::: Supplied data

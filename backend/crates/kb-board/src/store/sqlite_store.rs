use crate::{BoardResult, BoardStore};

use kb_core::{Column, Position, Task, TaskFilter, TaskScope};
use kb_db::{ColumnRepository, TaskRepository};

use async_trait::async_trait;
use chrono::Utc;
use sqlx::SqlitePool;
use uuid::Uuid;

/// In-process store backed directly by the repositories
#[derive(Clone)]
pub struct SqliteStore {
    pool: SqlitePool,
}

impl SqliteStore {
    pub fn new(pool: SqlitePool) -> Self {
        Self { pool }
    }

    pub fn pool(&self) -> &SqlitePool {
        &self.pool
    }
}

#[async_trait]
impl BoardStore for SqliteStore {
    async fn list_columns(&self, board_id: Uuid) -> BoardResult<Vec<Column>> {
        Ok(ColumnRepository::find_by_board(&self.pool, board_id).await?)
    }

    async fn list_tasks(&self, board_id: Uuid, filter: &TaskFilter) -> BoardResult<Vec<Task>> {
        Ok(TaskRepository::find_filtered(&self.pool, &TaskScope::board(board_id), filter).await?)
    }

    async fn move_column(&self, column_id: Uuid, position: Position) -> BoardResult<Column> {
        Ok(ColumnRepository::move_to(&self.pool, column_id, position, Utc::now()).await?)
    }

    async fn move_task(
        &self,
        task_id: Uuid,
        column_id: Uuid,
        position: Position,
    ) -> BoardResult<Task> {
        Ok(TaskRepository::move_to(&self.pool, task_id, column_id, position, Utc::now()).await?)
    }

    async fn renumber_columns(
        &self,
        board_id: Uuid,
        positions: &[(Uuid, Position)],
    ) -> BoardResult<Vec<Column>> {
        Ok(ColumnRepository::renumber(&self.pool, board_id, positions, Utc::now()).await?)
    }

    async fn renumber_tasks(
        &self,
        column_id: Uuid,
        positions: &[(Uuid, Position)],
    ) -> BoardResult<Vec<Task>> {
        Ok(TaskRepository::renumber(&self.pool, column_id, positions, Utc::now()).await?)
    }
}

::::::

Retype nothing except the lines from the line holding "board_id, positions, Utc::now()).await?)" through the last line of the entries, both included.

▸ **Output for this task**:
        Ok(ColumnRepository::renumber(&self.pool, board_id, positions, Utc::now()).await?)
    }

    async fn renumber_tasks(
        &self,
        column_id: Uuid,
        positions: &[(Uuid, Position)],
    ) -> BoardResult<Vec<Task>> {
        Ok(TaskRepository::renumber(&self.pool, column_id, positions, Utc::now()).await?)
    }
}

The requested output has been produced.